New York Is Getting A One-Of-A-Kind Conveyor Belt Cheese Restaurant (And It's Anything But Gimmicky)
Imagine being a the center of a cheese universe where prized American cheeses by the Northeast's most prestigious and passionate producers, like the opulent triple cream St. Stephen and funkily fermented Intergalactic, revolve around you. Without leaving your barstool perch, embark on a tasting tour of milky way marvels from Philadelphia to Vermont, a pastoral parade on a one-of-a-kind conveyor belt. Adroitly arranged with cleverly paired condiments, coyly ensconced under glass cloches to entice by way of voyeurism, this cheese carousel on pleasingly pastel petite plates ferries a sensorial arc of flavors — mild to sharp — textures silky to crumbly. Drifting along, they murmur, "Pick me!"
And Pick & Cheese you will, in spring 2026, when this hit cheese restaurant from London lands in New York. The interactive, artfully presented moving installation is Instagram bait: A feat of epicurean engineering inspired by kaiten-zushi, affordable dining on luxury sushi that's a brain chemistry-altering experience in Japan. But with its solid pedigree of oft-unheralded U.S. cheeses, it's anything but gimmicky. Dreamed (creamed?) up by Londoner Mathew Carver, the self-proclaimed "Cheese Man" who started constructing gourmet grilled cheese sandwiches with The Cheese Truck, he now champions British cheese territorial heritage and creativity with his Funk cheesemonger and other cheese-centric eateries: The Cheese Bar, The Cheese Barge, and Rind. He flies the same flag for German cheeses at Pick & Cheese's Berlin outpost, where the belt unfurls adventurous unions like raw alpine bergkäse with fudge, North Sea-salty deichkäse with sauerkraut, and goat cheese with Turkish delight. Expect the same ardent ambassadorship for American fromage at Manhattan's Shaver Hall food market, personally curated by Carver and his "Head of Cheese," Hero Hirsch, a decorated industry veteran who once purveyed cheese for British royals.

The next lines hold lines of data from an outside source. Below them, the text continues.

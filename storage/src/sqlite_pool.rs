//! SQLite connection pool wrapper for the storage crate.

use std::str::FromStr;

use crate::error::StorageError;
use sqlx::sqlite::{SqliteConnectOptions, SqlitePoolOptions};
use sqlx::SqlitePool;
use tracing::info;

/// Manages a single SQLite pool; creates the DB file if missing.
/// Foreign keys are enabled so `ON DELETE CASCADE` works.
#[derive(Clone)]
pub struct SqlitePoolManager {
    pool: SqlitePool,
}

impl SqlitePoolManager {
    /// Creates a pool for the given database URL (file path, `file:` URL, or
    /// `sqlite::memory:`).
    pub async fn new(database_url: &str) -> Result<Self, StorageError> {
        info!("Initializing SQLite pool: {}", database_url);

        let options = if database_url.starts_with("sqlite:") {
            SqliteConnectOptions::from_str(database_url)?
        } else {
            let path = database_url.strip_prefix("file:").unwrap_or(database_url);
            SqliteConnectOptions::new().filename(path)
        };
        let options = options.create_if_missing(true).foreign_keys(true);

        // Each in-memory connection is its own database; a pool of them would
        // scatter tables across connections.
        let max_connections = if database_url.contains(":memory:") { 1 } else { 5 };

        let pool = SqlitePoolOptions::new()
            .max_connections(max_connections)
            .connect_with(options)
            .await?;

        Ok(Self { pool })
    }

    /// Returns the underlying pool for running queries.
    pub fn pool(&self) -> &SqlitePool {
        &self.pool
    }
}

A New York cheese train on the Northeast cheese trail
From the Big Apple's urban core, your Midtown Pick & Cheese dairy-dim-sum whisks you, at least in appetite, to the region's verdant farmsteads. Here, ambrosial artisan cheeses are the natural byproducts of small-batch makers intent on responsible sourcing, whether cultivating their own herd or working closely with zero-mile suppliers. Mathew Carver's favorites include the multiple award-winning voluptuous goat-and-cow milk blend Kunik from Nettle Meadow Farm in the Adirondacks (also an animal sanctuary) and selections from Vermont's Spring Brook Farm, which interprets traditional French methods using small-batch Jersey cow milk. Come for the whimsical cheese flight of fancy, and dive into a deeper appreciation of exemplary cheeses you may not know exist in your backyard.

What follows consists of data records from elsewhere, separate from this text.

//! # inbox-core
//!
//! Core types and errors for the Facebook inbox sync pipeline: [`SyncContext`],
//! [`NormalizedMessage`], [`SyncReport`], the [`SyncError`] taxonomy, and
//! tracing initialization. Transport- and storage-agnostic; used by
//! facebook-graph, storage adapters, and inbox-sync.

pub mod error;
pub mod logger;
pub mod types;

pub use error::{RemoteErrorKind, Result, SyncError};
pub use logger::init_tracing;
pub use types::{MessageKind, NormalizedMessage, PageCredential, SyncContext, SyncReport};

If this fourth Pick & Cheese follows the blueprint of its brethren, you'll be spoiled for choice with 20-something cheese choices cruising a 60-foot lap, with classic complements like charcuterie and pickles also along for the joyride. Beyond the belt, a menu presents grilled cheese sandwiches, desserts, and special concoctions (at the Camden Market location, it's a constantly sold-out whipped goat cheese doughnut). There are also tasting notes on all cheeses a-whirl, plus space to capture your own. Each cheese plate color is tagged to a price point, and together with an accessible drinks list with trending elixirs, it works out to a Tripadvisor mid-priced meal with return on indulgence like Meri L.'s "Cheese really does bring happiness!" Yelp declaration.

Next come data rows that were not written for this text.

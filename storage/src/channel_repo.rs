//! Channel repository: connected Facebook pages and their access tokens.

use crate::error::StorageError;
use crate::models::ChannelRecord;
use crate::sqlite_pool::SqlitePoolManager;
use tracing::info;

#[derive(Clone)]
pub struct ChannelRepository {
    pool_manager: SqlitePoolManager,
}

impl ChannelRepository {
    pub async fn new(pool_manager: SqlitePoolManager) -> Result<Self, StorageError> {
        let repo = Self { pool_manager };
        repo.init().await?;
        Ok(repo)
    }

    async fn init(&self) -> Result<(), StorageError> {
        let pool = self.pool_manager.pool();

        sqlx::query(
            r#"
            CREATE TABLE IF NOT EXISTS channels (
                page_id TEXT PRIMARY KEY,
                company_id TEXT NOT NULL,
                page_name TEXT NOT NULL,
                access_token TEXT NOT NULL,
                status TEXT NOT NULL,
                connected_at TEXT NOT NULL
            )
            "#,
        )
        .execute(pool)
        .await?;

        sqlx::query(
            "CREATE INDEX IF NOT EXISTS idx_channels_company_id ON channels(company_id)",
        )
        .execute(pool)
        .await?;

        Ok(())
    }

    /// Upserts the channel; reconnecting a page refreshes its token and
    /// connected_at.
    pub async fn save(&self, channel: &ChannelRecord) -> Result<(), StorageError> {
        let pool = self.pool_manager.pool();

        sqlx::query(
            r#"
            INSERT INTO channels (page_id, company_id, page_name, access_token, status, connected_at)
            VALUES (?, ?, ?, ?, ?, ?)
            ON CONFLICT(page_id) DO UPDATE SET
                company_id = excluded.company_id,
                page_name = excluded.page_name,
                access_token = excluded.access_token,
                status = excluded.status,
                connected_at = excluded.connected_at
            "#,
        )
        .bind(&channel.page_id)
        .bind(&channel.company_id)
        .bind(&channel.page_name)
        .bind(&channel.access_token)
        .bind(&channel.status)
        .bind(channel.connected_at)
        .execute(pool)
        .await?;

        info!(
            "Saved channel: page_id={}, company_id={}",
            channel.page_id, channel.company_id
        );
        Ok(())
    }

    pub async fn find_by_page_id(
        &self,
        page_id: &str,
    ) -> Result<Option<ChannelRecord>, StorageError> {
        let pool = self.pool_manager.pool();

        sqlx::query_as::<_, ChannelRecord>("SELECT * FROM channels WHERE page_id = ?")
            .bind(page_id)
            .fetch_optional(pool)
            .await
            .map_err(StorageError::from)
    }

    /// The company's most recently connected page that is still connected.
    /// Resolver fallback when a conversation carries no pageId of its own.
    pub async fn latest_connected_for_company(
        &self,
        company_id: &str,
    ) -> Result<Option<ChannelRecord>, StorageError> {
        let pool = self.pool_manager.pool();

        sqlx::query_as::<_, ChannelRecord>(
            r#"
            SELECT * FROM channels
            WHERE company_id = ? AND status = 'connected'
            ORDER BY connected_at DESC
            LIMIT 1
            "#,
        )
        .bind(company_id)
        .fetch_optional(pool)
        .await
        .map_err(StorageError::from)
    }
}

Beyond Pick & Cheese, globe-trotting cheeseheads can imbibe the same vibe at Kaasbar Amsterdam, the city's only cheese train bar featuring Dutch cheeses in all of their flavor profile glory, and for the udderly courageous, seek out the infamously stinky Appenzeller in Appenzell, a fairytale Swiss village sandwiched between Zurich and Innsbruck.